ACTIVITY
Only the lines that hold the word "ParseError" are wanted from this listing.

DATA PROVIDED
########
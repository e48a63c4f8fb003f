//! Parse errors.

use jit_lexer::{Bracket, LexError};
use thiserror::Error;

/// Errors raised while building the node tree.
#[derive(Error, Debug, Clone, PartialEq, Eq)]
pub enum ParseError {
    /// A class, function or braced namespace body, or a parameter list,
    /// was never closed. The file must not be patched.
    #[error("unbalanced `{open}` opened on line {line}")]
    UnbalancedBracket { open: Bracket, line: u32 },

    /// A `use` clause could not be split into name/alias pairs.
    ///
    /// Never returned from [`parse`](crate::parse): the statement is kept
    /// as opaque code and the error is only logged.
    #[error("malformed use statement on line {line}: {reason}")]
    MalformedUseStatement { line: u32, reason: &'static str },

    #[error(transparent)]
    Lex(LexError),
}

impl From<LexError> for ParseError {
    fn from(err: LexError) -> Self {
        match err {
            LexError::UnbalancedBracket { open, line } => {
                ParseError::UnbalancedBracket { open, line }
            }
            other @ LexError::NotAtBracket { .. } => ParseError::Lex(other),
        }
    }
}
########
REPLY
pub enum ParseError {
impl From<LexError> for ParseError {
                ParseError::UnbalancedBracket { open, line }
            other @ LexError::NotAtBracket { .. } => ParseError::Lex(other),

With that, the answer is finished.